Burns complicate the management and outcomes of trauma patients [1]. As with injuries sustained but not associated with burns, the initial management of a combined burn/trauma patient is stabilization and resuscitation of the patient. Management of the burn wounds is a secondary priority.

The prevalence, management strategies, and outcomes for the combined burn/trauma patient will be discussed here. The resuscitation and stabilization of multitrauma patients and the emergency management of burn patients are reviewed separately. (See "Initial management of trauma in adults" and "Trauma management: Approach to the unstable child" and "Emergency care of moderate and severe thermal burns in adults" and "Emergency care of moderate and severe thermal burns in children".)

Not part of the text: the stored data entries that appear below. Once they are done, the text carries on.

//! End-to-end scenarios spanning more than one store, exercised through
//! [`PigeonOptics`] the way an embedder would rather than through a single
//! module's internal API.

use pigeon_core::dataset::lens::LensSpec;
use pigeon_core::dataset::DatasetLinkResolver;
use pigeon_core::hash::object_hash;
use pigeon_core::path::DatasetPath;
use pigeon_core::sandbox::{DependencyReader, Sandbox, SandboxOutcome};
use pigeon_core::value::StructuredValue;
use pigeon_core::PigeonOptics;
use std::collections::BTreeMap;
use std::io::Cursor;
use std::sync::Arc;
use std::thread;
use std::time::Duration;

struct NoopSandbox;
impl Sandbox for NoopSandbox {
    fn evaluate(
        &self,
        _map_function_source: &str,
        _record_id: &str,
        _record_value: &StructuredValue,
        _dependencies: &dyn DependencyReader,
    ) -> SandboxOutcome {
        SandboxOutcome::Ok { entries: Vec::new(), logs: Vec::new() }
    }
}

struct DoublingSandbox;
impl Sandbox for DoublingSandbox {
    fn evaluate(
        &self,
        _map_function_source: &str,
        record_id: &str,
        record_value: &StructuredValue,
        _dependencies: &dyn DependencyReader,
    ) -> SandboxOutcome {
        let StructuredValue::Int(n) = record_value else {
            return SandboxOutcome::Err { message: "expected an integer".to_string(), stack: None };
        };
        SandboxOutcome::Ok {
            entries: vec![(record_id.to_string(), StructuredValue::Int(n * 2))],
            logs: Vec::new(),
        }
    }
}

fn open() -> (tempfile::TempDir, PigeonOptics) {
    open_with(Arc::new(NoopSandbox))
}

fn open_with(sandbox: Arc<dyn Sandbox>) -> (tempfile::TempDir, PigeonOptics) {
    let dir = tempfile::tempdir().unwrap();
    let core = PigeonOptics::open(dir.path(), sandbox).unwrap();
    (dir, core)
}

#[test]
fn create_write_read_back() {
    let (_dir, core) = open();
    let path = DatasetPath::new("datasets", "alice", "songs");

    let mut config = BTreeMap::new();
    config.insert("memo".to_string(), StructuredValue::string("x"));
    core.datasets.create(&path, config).unwrap();
    assert_eq!(core.datasets.read_meta(&path).unwrap().version, 0);

    let value = StructuredValue::mapping([("title".to_string(), StructuredValue::string("A"))]);
    let record_path = path.clone().with_record("a");
    core.datasets.write(&record_path, value.clone()).unwrap();

    let meta = core.datasets.read_meta(&path).unwrap();
    assert_eq!(meta.version, 1);
    let record = &meta.records["a"];
    assert_eq!(record.version, 1);
    assert!(record.links.is_empty());
    assert_eq!(record.hash, object_hash(&value).unwrap());
    assert_eq!(core.datasets.read(&record_path).unwrap(), value);
}

#[test]
fn attachment_retention_through_versions() {
    let (_dir, core) = open();
    let path = DatasetPath::new("datasets", "alice", "videos");
    core.datasets.create(&path, Default::default()).unwrap();

    let (hash, hold) = core
        .attachments
        .write_stream(Cursor::new(b"hello"), None, Default::default())
        .unwrap();

    let link = format!("hash://sha256/{}", hash.to_hex());
    let mut value = BTreeMap::new();
    value.insert("video".to_string(), StructuredValue::string(link));
    core.datasets
        .write(&path.clone().with_record("k"), StructuredValue::Mapping(value))
        .unwrap();

    assert!(core.attachments.has(&hash).unwrap());
    let linkers = core.attachments.read_meta(&hash).unwrap().linkers;
    assert!(linkers.contains(&path.clone().with_record("k").encode()));

    // Releasing the upload hold validates; the record still links the
    // attachment, so it is retained.
    let resolver = DatasetLinkResolver { store: core.datasets.as_ref() };
    assert!(hold.release(&resolver).unwrap());
    assert!(core.attachments.has(&hash).unwrap());

    // Deleting the only referencing record empties the linker set and the
    // next validate collects blob and meta both.
    core.datasets.delete(&path.with_record("k")).unwrap();
    assert!(!core.validate_attachment(&hash).unwrap());
    assert!(!core.attachments.has(&hash).unwrap());
}

#[test]
fn missing_attachment_rejects_the_whole_batch() {
    let (_dir, core) = open();
    let path = DatasetPath::new("datasets", "alice", "videos");
    core.datasets.create(&path, Default::default()).unwrap();

    let mut value = BTreeMap::new();
    value.insert(
        "v".to_string(),
        StructuredValue::string(format!("hash://sha256/{}", "0".repeat(64))),
    );
    let err = core
        .datasets
        .write(&path.clone().with_record("k"), StructuredValue::Mapping(value))
        .unwrap_err();
    match err {
        pigeon_core::CoreError::MissingAttachments { hash_urls } => {
            assert_eq!(hash_urls, vec![format!("hash://sha256/{}", "0".repeat(64))]);
        }
        other => panic!("expected MissingAttachments, got {other}"),
    }
    // The failed batch must not have bumped the version.
    assert_eq!(core.datasets.read_meta(&path).unwrap().version, 0);
}

#[test]
fn overwrite_drops_unlisted_records_and_collects_their_objects() {
    let (_dir, core) = open();
    let path = DatasetPath::new("datasets", "alice", "songs");
    core.datasets.create(&path, Default::default()).unwrap();

    let value_b = StructuredValue::string("b-payload");
    let value_c = StructuredValue::string("c-payload");
    core.datasets.write(&path.clone().with_record("a"), StructuredValue::string("a-payload")).unwrap();
    core.datasets.write(&path.clone().with_record("b"), value_b.clone()).unwrap();
    core.datasets.write(&path.clone().with_record("c"), value_c.clone()).unwrap();

    let mut entries = BTreeMap::new();
    entries.insert("a".to_string(), Some(StructuredValue::string("a-rewritten")));
    core.datasets.overwrite(&path, entries).unwrap();

    let meta = core.datasets.read_meta(&path).unwrap();
    assert_eq!(meta.records.keys().collect::<Vec<_>>(), vec!["a"]);

    // Objects for b and c survive the overwrite itself (the previous
    // version's hashes stay in the retain set for one transition, so
    // readers of that version aren't clobbered) and are swept once the
    // meta moves past the next successor version.
    core.datasets
        .write(&path.clone().with_record("a"), StructuredValue::string("a-again"))
        .unwrap();
    let objects_dir = core
        .config
        .storage
        .data_path
        .join("datasets")
        .join("alice")
        .join("songs")
        .join("objects");
    for gone in [&value_b, &value_c] {
        let h = object_hash(gone).unwrap();
        let blob = objects_dir.join(h.shard_prefix()).join(format!("{}.cbor", h.shard_rest()));
        assert!(!blob.exists(), "object for dropped record still on disk");
    }
    let kept = meta.records["a"].hash;
    let kept_blob = objects_dir.join(kept.shard_prefix()).join(format!("{}.cbor", kept.shard_rest()));
    assert!(kept_blob.exists());
}

#[test]
fn concurrent_writers_reach_a_total_order() {
    let (_dir, core) = open();
    let path = DatasetPath::new("datasets", "alice", "counters");
    core.datasets.create(&path, Default::default()).unwrap();

    let writers = 8;
    let mut handles = Vec::new();
    for i in 0..writers {
        let datasets = core.datasets.clone();
        let path = path.clone();
        handles.push(thread::spawn(move || {
            datasets
                .write(&path.with_record(format!("w{i}")), StructuredValue::Int(i))
                .unwrap();
        }));
    }
    for h in handles {
        h.join().unwrap();
    }

    let meta = core.datasets.read_meta(&path).unwrap();
    assert_eq!(meta.version, writers as u64);
    assert_eq!(meta.records.len(), writers as usize);
}

#[test]
fn lens_derivation_recomputes_only_changed_inputs() {
    let (_dir, core) = open_with(Arc::new(DoublingSandbox));
    let input = DatasetPath::new("datasets", "alice", "in");
    core.datasets.create(&input, Default::default()).unwrap();
    let mut entries = BTreeMap::new();
    entries.insert("1".to_string(), Some(StructuredValue::Int(2)));
    entries.insert("2".to_string(), Some(StructuredValue::Int(3)));
    core.datasets.merge(&input, entries).unwrap();

    let lens_path = DatasetPath::new("lenses", "alice", "double");
    core.lenses
        .create(
            &lens_path,
            LensSpec {
                map_function_source: "double".to_string(),
                inputs: vec![input.clone()],
                dependencies: Default::default(),
            },
        )
        .unwrap();

    assert_eq!(core.datasets.read(&lens_path.clone().with_record("1")).unwrap(), StructuredValue::Int(4));
    assert_eq!(core.datasets.read(&lens_path.clone().with_record("2")).unwrap(), StructuredValue::Int(6));
    let before = core.datasets.read_meta(&lens_path).unwrap();

    core.datasets.write(&input.with_record("1"), StructuredValue::Int(5)).unwrap();
    core.lenses.build(&lens_path).unwrap();

    let after = core.datasets.read_meta(&lens_path).unwrap();
    assert_eq!(core.datasets.read(&lens_path.clone().with_record("1")).unwrap(), StructuredValue::Int(10));
    assert_eq!(core.datasets.read(&lens_path.clone().with_record("2")).unwrap(), StructuredValue::Int(6));
    // The untouched output record kept its version: its hash didn't change.
    assert_eq!(after.records["2"].version, before.records["2"].version);
    assert!(after.records["1"].version > before.records["1"].version);
}

#[test]
fn lens_rebuild_with_no_input_change_produces_no_new_version() {
    let (_dir, core) = open();
    let input = DatasetPath::new("datasets", "alice", "numbers");
    core.datasets.create(&input, Default::default()).unwrap();
    core.datasets.write(&input.clone().with_record("1"), StructuredValue::Int(1)).unwrap();

    let lens_path = DatasetPath::new("lenses", "alice", "doubled");
    let first = core
        .lenses
        .create(
            &lens_path,
            LensSpec {
                map_function_source: "identity".to_string(),
                inputs: vec![input.clone()],
                dependencies: Default::default(),
            },
        )
        .unwrap();

    let rebuilt = core.lenses.build(&lens_path).unwrap();
    assert_eq!(rebuilt.version, first.version);
}

#[test]
fn writing_an_input_rebuilds_the_lens_through_the_event_bus() {
    let (_dir, core) = open_with(Arc::new(DoublingSandbox));
    let input = DatasetPath::new("datasets", "alice", "numbers");
    core.datasets.create(&input, Default::default()).unwrap();
    core.datasets.write(&input.clone().with_record("a"), StructuredValue::Int(3)).unwrap();

    let lens_path = DatasetPath::new("lenses", "alice", "doubled");
    core.lenses
        .create(
            &lens_path,
            LensSpec {
                map_function_source: "double".to_string(),
                inputs: vec![input.clone()],
                dependencies: Default::default(),
            },
        )
        .unwrap();

    // No explicit build call after this write: the pathUpdated event alone
    // must wake the lens.
    core.datasets.write(&input.with_record("b"), StructuredValue::Int(7)).unwrap();

    let record = lens_path.with_record("b");
    let mut derived = None;
    for _ in 0..50 {
        thread::sleep(Duration::from_millis(20));
        if let Ok(v) = core.datasets.read(&record) {
            derived = Some(v);
            break;
        }
    }
    assert_eq!(derived, Some(StructuredValue::Int(14)));
}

The prevalence of combined burn/trauma ranges from 0.4 to 5.8 percent [2]. Approximately 1 to 5 percent of patients who sustain burn injuries incur penetrating and/or blunt trauma [1-4]. Approximately 25 to 30 percent of those injured in a mass disaster or terrorist attack will sustain a moderate to severe burn injury [5]. (See "Management principles for burns resulting from mass disasters and war casualties".)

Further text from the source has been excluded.